Your instructions -> Within the records below is a range that opens at the line with "row the store" and closes at the line with "list_videos(&self, limit: i64) -> Result<Vec<VideoSummary>>;". Return that range word for word, both ends included, and only that range.

----

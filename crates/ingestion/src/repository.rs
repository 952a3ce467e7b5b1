//! Store repositories for channels, videos, and the shared quota row

use anyhow::{Context, Result};
use async_trait::async_trait;
use chrono::{DateTime, Utc};
use sqlx::{PgPool, Row};

use crate::normalizer::{VideoRecord, VideoSummary};
use crate::quota::QuotaStatus;

/// Reference to a syncable channel
#[derive(Debug, Clone)]
pub struct ChannelRef {
    /// External channel ID (natural key)
    pub channel_id: String,
    /// Display title, if already known to the store
    pub title: Option<String>,
    /// Last successful sync, used for staleness ordering
    pub last_fetch: Option<DateTime<Utc>>,
}

impl ChannelRef {
    /// Build a reference from an externally supplied ID; title and
    /// sync state are resolved later.
    pub fn from_id(channel_id: impl Into<String>) -> Self {
        Self {
            channel_id: channel_id.into(),
            title: None,
            last_fetch: None,
        }
    }
}

/// Channel repository for source selection and sync bookkeeping
#[async_trait]
pub trait ChannelRepository: Send + Sync {
    /// All non-deleted channels ordered by last sync ascending, nulls
    /// first, so perpetually-unsynced channels are prioritized.
    async fn active_channels(&self) -> Result<Vec<ChannelRef>>;

    /// Reduced-column fallback for the same selection.
    async fn active_channel_ids(&self) -> Result<Vec<String>>;

    /// Record a successful sync: refresh `last_fetch`, clear `fetch_error`.
    async fn mark_synced(&self, channel_id: &str) -> Result<()>;

    /// Record a failed or interrupted sync on the channel without
    /// aborting the run. `last_fetch` is left untouched.
    async fn record_fetch_error(&self, channel_id: &str, message: &str) -> Result<()>;

    /// Refresh the denormalized channel metadata captured at resolve time.
    async fn refresh_metadata(
        &self,
        channel_id: &str,
        title: &str,
        thumbnail_url: Option<&str>,
    ) -> Result<()>;
}

/// Store confirmation for one upserted video
#[derive(Debug, Clone)]
pub struct UpsertOutcome {
    pub video_id: String,
    /// True when the row was created, false when an existing row was
    /// refreshed in place.
    pub inserted: bool,
}

/// Video repository for batched natural-key upserts and browse reads
#[async_trait]
pub trait VideoRepository: Send + Sync {
    /// Upsert a batch of records in one transaction, keyed on the
    /// external video ID. Returns one outcome per row the store
    /// confirmed.
    ///
    /// Fields owned by other subsystems (`status`, `deleted_at`) are
    /// never part of the update clause and survive re-ingestion.
    async fn upsert_batch(&self, records: &[VideoRecord]) -> Result<Vec<UpsertOutcome>>;

    /// Full-column browse query, newest uploads first.
    async fn list_videos(&self, limit: i64) -> Result<Vec<VideoSummary>>;

    /// Reduced-column browse query for degraded reads.
    async fn list_videos_reduced(&self, limit: i64) -> Result<Vec<VideoSummary>>;
}

/// Quota repository for the shared singleton budget row
#[async_trait]
pub trait QuotaRepository: Send + Sync {
    /// One fresh read of the quota row for the named API.
    async fn fetch_quota(&self, api_name: &str) -> Result<Option<QuotaStatus>>;

    /// Decrement the remaining budget. The row is never incremented by
    /// this core; resets happen externally on a rolling window.
    async fn decrement_quota(&self, api_name: &str, units: i64) -> Result<()>;
}

/// PostgreSQL implementation of all ingestion repositories
pub struct PostgresRepository {
    pool: PgPool,
}

impl PostgresRepository {
    pub fn new(pool: PgPool) -> Self {
        Self { pool }
    }
}

#[async_trait]
impl ChannelRepository for PostgresRepository {
    async fn active_channels(&self) -> Result<Vec<ChannelRef>> {
        let rows = sqlx::query(
            r#"
            SELECT channel_id, title, last_fetch
            FROM channels
            WHERE deleted_at IS NULL
            ORDER BY last_fetch ASC NULLS FIRST
            "#,
        )
        .fetch_all(&self.pool)
        .await
        .context("Failed to list active channels")?;

        Ok(rows
            .into_iter()
            .map(|row| ChannelRef {
                channel_id: row.get("channel_id"),
                title: row.get("title"),
                last_fetch: row.get("last_fetch"),
            })
            .collect())
    }

    async fn active_channel_ids(&self) -> Result<Vec<String>> {
        let rows = sqlx::query_scalar::<_, String>(
            "SELECT channel_id FROM channels WHERE deleted_at IS NULL",
        )
        .fetch_all(&self.pool)
        .await
        .context("Failed to list active channel ids")?;

        Ok(rows)
    }

    async fn mark_synced(&self, channel_id: &str) -> Result<()> {
        sqlx::query(
            "UPDATE channels SET last_fetch = $1, fetch_error = NULL WHERE channel_id = $2",
        )
        .bind(Utc::now())
        .bind(channel_id)
        .execute(&self.pool)
        .await
        .context("Failed to mark channel synced")?;

        Ok(())
    }

    async fn record_fetch_error(&self, channel_id: &str, message: &str) -> Result<()> {
        // last_fetch tracks successful syncs only; a failed or
        // interrupted channel keeps its staleness ranking.
        sqlx::query("UPDATE channels SET fetch_error = $1 WHERE channel_id = $2")
            .bind(message)
            .bind(channel_id)
            .execute(&self.pool)
            .await
            .context("Failed to record channel fetch error")?;

        Ok(())
    }

    async fn refresh_metadata(
        &self,
        channel_id: &str,
        title: &str,
        thumbnail_url: Option<&str>,
    ) -> Result<()> {
        sqlx::query(
            r#"
            UPDATE channels
            SET title = $1,
                thumbnail_url = COALESCE($2, thumbnail_url)
            WHERE channel_id = $3
            "#,
        )
        .bind(title)
        .bind(thumbnail_url)
        .bind(channel_id)
        .execute(&self.pool)
        .await
        .context("Failed to refresh channel metadata")?;

        Ok(())
    }
}

#[async_trait]
impl VideoRepository for PostgresRepository {
    async fn upsert_batch(&self, records: &[VideoRecord]) -> Result<Vec<UpsertOutcome>> {
        let mut tx = self
            .pool
            .begin()
            .await
            .context("Failed to begin batch transaction")?;

        let mut written = Vec::with_capacity(records.len());

        for record in records {
            // Ingestion-owned fields only; status and deleted_at are
            // owned by the moderation and admin subsystems. xmax = 0
            // distinguishes a fresh insert from a conflict update.
            let row = sqlx::query(
                r#"
                INSERT INTO videos (
                    video_id, title, thumbnail, channel_id, channel_name,
                    views, uploaded_at, description, updated_at
                ) VALUES ($1, $2, $3, $4, $5, $6, $7, $8, $9)
                ON CONFLICT (video_id) DO UPDATE SET
                    title = EXCLUDED.title,
                    thumbnail = EXCLUDED.thumbnail,
                    channel_id = EXCLUDED.channel_id,
                    channel_name = EXCLUDED.channel_name,
                    views = EXCLUDED.views,
                    uploaded_at = EXCLUDED.uploaded_at,
                    description = EXCLUDED.description,
                    updated_at = EXCLUDED.updated_at
                RETURNING video_id, (xmax = 0) AS inserted
                "#,
            )
            .bind(&record.video_id)
            .bind(&record.title)
            .bind(&record.thumbnail)
            .bind(&record.channel_id)
            .bind(&record.channel_name)
            .bind(record.views)
            .bind(record.uploaded_at)
            .bind(&record.description)
            .bind(Utc::now())
            .fetch_one(&mut *tx)
            .await
            .context("Failed to upsert video")?;

            written.push(UpsertOutcome {
                video_id: row.get("video_id"),
                inserted: row.get("inserted"),
            });
        }

        tx.commit()
            .await
            .context("Failed to commit batch transaction")?;

        Ok(written)
    }

    async fn list_videos(&self, limit: i64) -> Result<Vec<VideoSummary>> {
        let rows = sqlx::query(
            r#"
            SELECT video_id, title, thumbnail, channel_name, views
            FROM videos
            WHERE deleted_at IS NULL
            ORDER BY uploaded_at DESC NULLS LAST
            LIMIT $1
            "#,
        )
        .bind(limit)
        .fetch_all(&self.pool)
        .await
        .context("Failed to list videos")?;

        Ok(rows
            .into_iter()
            .map(|row| VideoSummary {
                video_id: row.get("video_id"),
                title: row.get("title"),
                thumbnail: row.get("thumbnail"),
                channel_name: row.get("channel_name"),
                views: row.get("views"),
            })
            .collect())
    }

    async fn list_videos_reduced(&self, limit: i64) -> Result<Vec<VideoSummary>> {
        let rows = sqlx::query(
            r#"
            SELECT video_id, title
            FROM videos
            WHERE deleted_at IS NULL
            LIMIT $1
            "#,
        )
        .bind(limit)
        .fetch_all(&self.pool)
        .await
        .context("Failed to list videos (reduced)")?;

        Ok(rows
            .into_iter()
            .map(|row| VideoSummary {
                video_id: row.get("video_id"),
                title: row.get("title"),
                thumbnail: None,
                channel_name: None,
                views: 0,
            })
            .collect())
    }
}

#[async_trait]
impl QuotaRepository for PostgresRepository {
    async fn fetch_quota(&self, api_name: &str) -> Result<Option<QuotaStatus>> {
        let row = sqlx::query(
            "SELECT quota_remaining, quota_reset_at FROM api_quota WHERE api_name = $1",
        )
        .bind(api_name)
        .fetch_optional(&self.pool)
        .await
        .context("Failed to read quota record")?;

        Ok(row.map(|row| QuotaStatus {
            remaining: row.get("quota_remaining"),
            reset_at: row.get("quota_reset_at"),
        }))
    }

    async fn decrement_quota(&self, api_name: &str, units: i64) -> Result<()> {
        sqlx::query(
            r#"
            UPDATE api_quota
            SET quota_remaining = quota_remaining - $1,
                updated_at = $2
            WHERE api_name = $3
            "#,
        )
        .bind(units)
        .bind(Utc::now())
        .bind(api_name)
        .execute(&self.pool)
        .await
        .context("Failed to decrement quota")?;

        Ok(())
    }
}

----

Response area ->
    /// external video ID. Returns one outcome per row the store
    /// confirmed.
    ///
    /// Fields owned by other subsystems (`status`, `deleted_at`) are
    /// never part of the update clause and survive re-ingestion.
    async fn upsert_batch(&self, records: &[VideoRecord]) -> Result<Vec<UpsertOutcome>>;

    /// Full-column browse query, newest uploads first.
    async fn list_videos(&self, limit: i64) -> Result<Vec<VideoSummary>>;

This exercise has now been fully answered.